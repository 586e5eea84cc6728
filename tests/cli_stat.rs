use assert_cmd::prelude::*;
use std::process::Command;

#[test]
fn command_stat() -> anyhow::Result<()> {
    let mut cmd = Command::cargo_bin("maftc")?;
    let output = cmd
        .arg("stat")
        .arg("tests/maf/example.maf")
        .output()
        .unwrap();

    let stdout = String::from_utf8(output.stdout).unwrap();

    assert!(stdout.starts_with("#block\trows\tcols\tgaps\tsegments\tpinches\tpinched_bases"));
    // one gapless reference, three partners with 3 + 2 + 3 gap-free runs
    assert!(stdout.contains("0\t4\t10\t8\t1\t8\t22"));
    assert!(stdout.contains("1\t2\t4\t0\t1\t1\t4"));
    assert_eq!(stdout.lines().count(), 3);

    Ok(())
}

#[test]
fn command_stat_detail() -> anyhow::Result<()> {
    let mut cmd = Command::cargo_bin("maftc")?;
    let output = cmd
        .arg("stat")
        .arg("--detail")
        .arg("tests/maf/example.maf")
        .output()
        .unwrap();

    let stdout = String::from_utf8(output.stdout).unwrap();

    assert!(stdout.contains("# seqD(+):6-15\tgaps=0"));
    assert!(stdout.contains("# seqC(-):5-12\tgaps=2"));
    assert!(stdout.contains("# seqE(+):1-4\tgaps=0"));

    Ok(())
}
//! Comparison-order planning for one alignment block.
//!
//! A block's pairwise relationships do not need all-pairs comparison: it is
//! enough to partition the column range into disjoint segments, each with a
//! single reference row that has no gap anywhere in its segment. Pinching
//! every other row against the reference unites the whole column through
//! transitivity.

use itertools::Itertools;

use crate::libs::maf::{MafAli, GAP};

/// A half-open interval of alignment-block column indices.
#[derive(Debug, Clone, Copy, PartialEq, Eq)]
pub struct Region {
    pub start: usize,
    pub end: usize,
}

impl Region {
    pub fn new(start: usize, end: usize) -> Self {
        Self { start, end }
    }

    pub fn len(&self) -> usize {
        self.end - self.start
    }

    pub fn is_empty(&self) -> bool {
        self.start >= self.end
    }
}

/// One planned segment: a column range and the row acting as its reference.
#[derive(Debug, Clone, Copy, PartialEq, Eq)]
pub struct RefSegment {
    pub ref_row: usize,
    pub region: Region,
}

pub fn gap_counts(rows: &[&[u8]]) -> Vec<usize> {
    rows.iter()
        .map(|row| row.iter().filter(|&&c| c == GAP).count())
        .collect()
}

/// Row order for planning: ascending gap count, stable, ties broken by the
/// original row index. Rows with fewer gaps claim first and so tend to
/// produce fewer, longer segments.
pub fn sort_rows_by_gap(rows: &[&[u8]]) -> Vec<usize> {
    let counts = gap_counts(rows);
    (0..rows.len()).sorted_by_key(|&i| counts[i]).collect()
}

/// Claim pass: rows are processed top-down in the order given; each row
/// claims every maximal run of still-unclaimed columns where it has bases.
///
/// For the matrix
///
/// ```text
///   0123456789
/// 0 AC---ACG-G
/// 1 ACG--ACGGC
/// 2 A-G-TACGGC
/// 3 ACGTTACGGC
/// ```
///
/// the result is `{3,[3,4)} {2,[4,5)} {1,[8,9)} {1,[2,3)} {0,[9,10)}
/// {0,[5,8)} {0,[0,2)}` — new segments go to the head of the list, and only
/// completeness and disjointness are contractual, never the order.
pub fn comparison_order(rows: &[&[u8]]) -> Vec<RefSegment> {
    let num_cols = rows.first().map_or(0, |row| row.len());
    let mut done: Vec<RefSegment> = vec![];
    if num_cols == 0 {
        return done;
    }

    let mut todo = vec![Region::new(0, num_cols)];
    for (ri, row) in rows.iter().enumerate() {
        if todo.is_empty() {
            break;
        }
        todo = claim_row(row, ri, &mut done, &todo);
    }
    done
}

/// Splits each todo region into claimed runs (non-gap content of this row)
/// and leftover gap stretches, which become the next row's todo list.
fn claim_row(row: &[u8], ri: usize, done: &mut Vec<RefSegment>, todo: &[Region]) -> Vec<Region> {
    let mut rest = vec![];
    for region in todo {
        let mut c = region.start;
        while c < region.end {
            let s = c;
            if row[c] == GAP {
                while c < region.end && row[c] == GAP {
                    c += 1;
                }
                rest.push(Region::new(s, c));
            } else {
                while c < region.end && row[c] != GAP {
                    c += 1;
                }
                done.insert(
                    0,
                    RefSegment {
                        ref_row: ri,
                        region: Region::new(s, c),
                    },
                );
            }
        }
    }
    rest
}

/// Verifies the partition invariant: every column of `[0, num_cols)` covered
/// by exactly one segment.
pub fn check_coverage(segments: &[RefSegment], num_cols: usize) -> anyhow::Result<()> {
    let mut covered = vec![false; num_cols];
    for seg in segments {
        for c in seg.region.start..seg.region.end {
            anyhow::ensure!(c < num_cols, "segment column {} out of range", c);
            anyhow::ensure!(!covered[c], "column {} claimed by two segments", c);
            covered[c] = true;
        }
    }
    if let Some(c) = covered.iter().position(|&v| !v) {
        anyhow::bail!("planning left column {} of {} uncovered", c, num_cols);
    }
    Ok(())
}

/// Plans one block: sorts rows by ascending gap count, claims in that order,
/// then maps segment references back to original row indices and checks the
/// partition invariant.
pub fn plan_block(ali: &MafAli) -> anyhow::Result<Vec<RefSegment>> {
    anyhow::ensure!(!ali.components.is_empty(), "empty alignment block");

    let rows: Vec<&[u8]> = ali.components.iter().map(|c| c.seq()).collect();
    let order = sort_rows_by_gap(&rows);
    let sorted: Vec<&[u8]> = order.iter().map(|&i| rows[i]).collect();

    let mut segments = comparison_order(&sorted);
    for seg in segments.iter_mut() {
        seg.ref_row = order[seg.ref_row];
    }

    check_coverage(&segments, ali.num_cols())?;
    Ok(segments)
}
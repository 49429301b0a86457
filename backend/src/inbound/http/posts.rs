//! Post detail and write handlers.
//!
//! ```text
//! GET  /posts/{id}/           detail with comments
//! GET  /create/               create-form context, authenticated only
//! POST /create/               create post, authenticated only
//! GET  /posts/{id}/edit/      edit-form context, owner only
//! POST /posts/{id}/edit/      apply edit, owner only
//! POST /posts/{id}/comment    add comment, authenticated only
//! ```
//!
//! Ownership refusals answer with a silent redirect to the detail view, the
//! same response a successful edit ends with; nothing distinguishes "not
//! yours" from "done" beyond the record's contents.

use actix_web::{HttpResponse, get, post, web};

use crate::domain::ports::{EditAccess, EditOutcome};
use crate::domain::{CommentForm, Error, PostForm, PostId};
use crate::inbound::http::schemas::{
    GroupResponse, PostDetailResponse, PostFormContextResponse, PostResponse,
};
use crate::inbound::http::session::SessionContext;
use crate::inbound::http::state::HttpState;
use crate::inbound::http::{
    ApiResult, post_detail_path, profile_path, redirect_to, redirect_to_login,
};

fn parse_post_id(raw: &str) -> Result<PostId, Error> {
    // Anything that is not a post id names no post.
    PostId::parse(raw).map_err(|_| Error::not_found("post not found"))
}

/// Post detail: the post, its author's post count, and the comment thread.
#[utoipa::path(
    get,
    path = "/posts/{id}/",
    responses(
        (status = 200, description = "Post detail", body = PostDetailResponse),
        (status = 404, description = "Unknown post", body = Error)
    ),
    tags = ["posts"],
    operation_id = "postDetail"
)]
#[get("/posts/{id}/")]
pub async fn post_detail(
    state: web::Data<HttpState>,
    path: web::Path<String>,
) -> ApiResult<HttpResponse> {
    let id = parse_post_id(&path.into_inner())?;
    let view = state.feeds.post_detail(&id).await?;
    Ok(HttpResponse::Ok().json(PostDetailResponse::from(view)))
}

/// Create-form context: group choices for the select field.
#[utoipa::path(
    get,
    path = "/create/",
    responses(
        (status = 200, description = "Form context", body = PostFormContextResponse),
        (status = 302, description = "Anonymous caller redirected to login")
    ),
    tags = ["posts"],
    operation_id = "createPostForm"
)]
#[get("/create/")]
pub async fn create_form(
    state: web::Data<HttpState>,
    session: SessionContext,
) -> ApiResult<HttpResponse> {
    if session.user_id()?.is_none() {
        return Ok(redirect_to_login());
    }
    let groups = state.feeds.list_groups().await?;
    Ok(HttpResponse::Ok().json(PostFormContextResponse {
        is_edit: false,
        post: None,
        groups: groups.into_iter().map(GroupResponse::from).collect(),
    }))
}

/// Create a post owned by the session user and redirect to their profile.
#[utoipa::path(
    post,
    path = "/create/",
    request_body = PostForm,
    responses(
        (status = 302, description = "Created; redirect to the author's profile"),
        (status = 400, description = "Validation failure with field messages", body = Error)
    ),
    tags = ["posts"],
    operation_id = "createPost"
)]
#[post("/create/")]
pub async fn post_create(
    state: web::Data<HttpState>,
    session: SessionContext,
    form: web::Json<PostForm>,
) -> ApiResult<HttpResponse> {
    let Some(author) = session.user_id()? else {
        return Ok(redirect_to_login());
    };
    let entry = state.posts.create_post(&author, form.into_inner()).await?;
    Ok(redirect_to(&profile_path(&entry.author.username)))
}

/// Edit-form context, pre-filled with the post; owner only.
#[utoipa::path(
    get,
    path = "/posts/{id}/edit/",
    responses(
        (status = 200, description = "Form context", body = PostFormContextResponse),
        (status = 302, description = "Non-owner redirected to the detail view"),
        (status = 404, description = "Unknown post", body = Error)
    ),
    tags = ["posts"],
    operation_id = "editPostForm"
)]
#[get("/posts/{id}/edit/")]
pub async fn edit_form(
    state: web::Data<HttpState>,
    session: SessionContext,
    path: web::Path<String>,
) -> ApiResult<HttpResponse> {
    let id = parse_post_id(&path.into_inner())?;
    let Some(requester) = session.user_id()? else {
        // Anonymous callers get the same silent redirect as non-owners.
        return Ok(redirect_to(&post_detail_path(&id)));
    };
    match state.posts.load_for_edit(&requester, &id).await? {
        EditAccess::NotOwner => Ok(redirect_to(&post_detail_path(&id))),
        EditAccess::Granted(entry) => {
            let groups = state.feeds.list_groups().await?;
            Ok(HttpResponse::Ok().json(PostFormContextResponse {
                is_edit: true,
                post: Some(PostResponse::from(entry)),
                groups: groups.into_iter().map(GroupResponse::from).collect(),
            }))
        }
    }
}

/// Apply an edit and redirect to the detail view; owner only.
#[utoipa::path(
    post,
    path = "/posts/{id}/edit/",
    request_body = PostForm,
    responses(
        (status = 302, description = "Updated (owner) or silently refused (anyone else)"),
        (status = 400, description = "Validation failure with field messages", body = Error),
        (status = 404, description = "Unknown post", body = Error)
    ),
    tags = ["posts"],
    operation_id = "editPost"
)]
#[post("/posts/{id}/edit/")]
pub async fn post_edit(
    state: web::Data<HttpState>,
    session: SessionContext,
    path: web::Path<String>,
    form: web::Json<PostForm>,
) -> ApiResult<HttpResponse> {
    let id = parse_post_id(&path.into_inner())?;
    let Some(requester) = session.user_id()? else {
        return Ok(redirect_to(&post_detail_path(&id)));
    };
    match state.posts.edit_post(&requester, &id, form.into_inner()).await? {
        EditOutcome::Updated | EditOutcome::NotOwner => {
            Ok(redirect_to(&post_detail_path(&id)))
        }
    }
}

/// Add a comment and redirect to the detail view.
#[utoipa::path(
    post,
    path = "/posts/{id}/comment",
    request_body = CommentForm,
    responses(
        (status = 302, description = "Created; redirect to the detail view"),
        (status = 400, description = "Validation failure with field messages", body = Error),
        (status = 404, description = "Unknown post", body = Error)
    ),
    tags = ["posts"],
    operation_id = "addComment"
)]
#[post("/posts/{id}/comment")]
pub async fn add_comment(
    state: web::Data<HttpState>,
    session: SessionContext,
    path: web::Path<String>,
    form: web::Json<CommentForm>,
) -> ApiResult<HttpResponse> {
    // Anonymous submissions are turned away before the post lookup or any
    // validation; no comment is ever created for them.
    let Some(author) = session.user_id()? else {
        return Ok(redirect_to_login());
    };
    let id = parse_post_id(&path.into_inner())?;
    state.posts.add_comment(&author, &id, form.into_inner()).await?;
    Ok(redirect_to(&post_detail_path(&id)))
}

**Work instructions:**
Take every line above that includes the string "fewer" and return it.

**Solved exercise:**
/// original row index. Rows with fewer gaps claim first and so tend to
/// produce fewer, longer segments.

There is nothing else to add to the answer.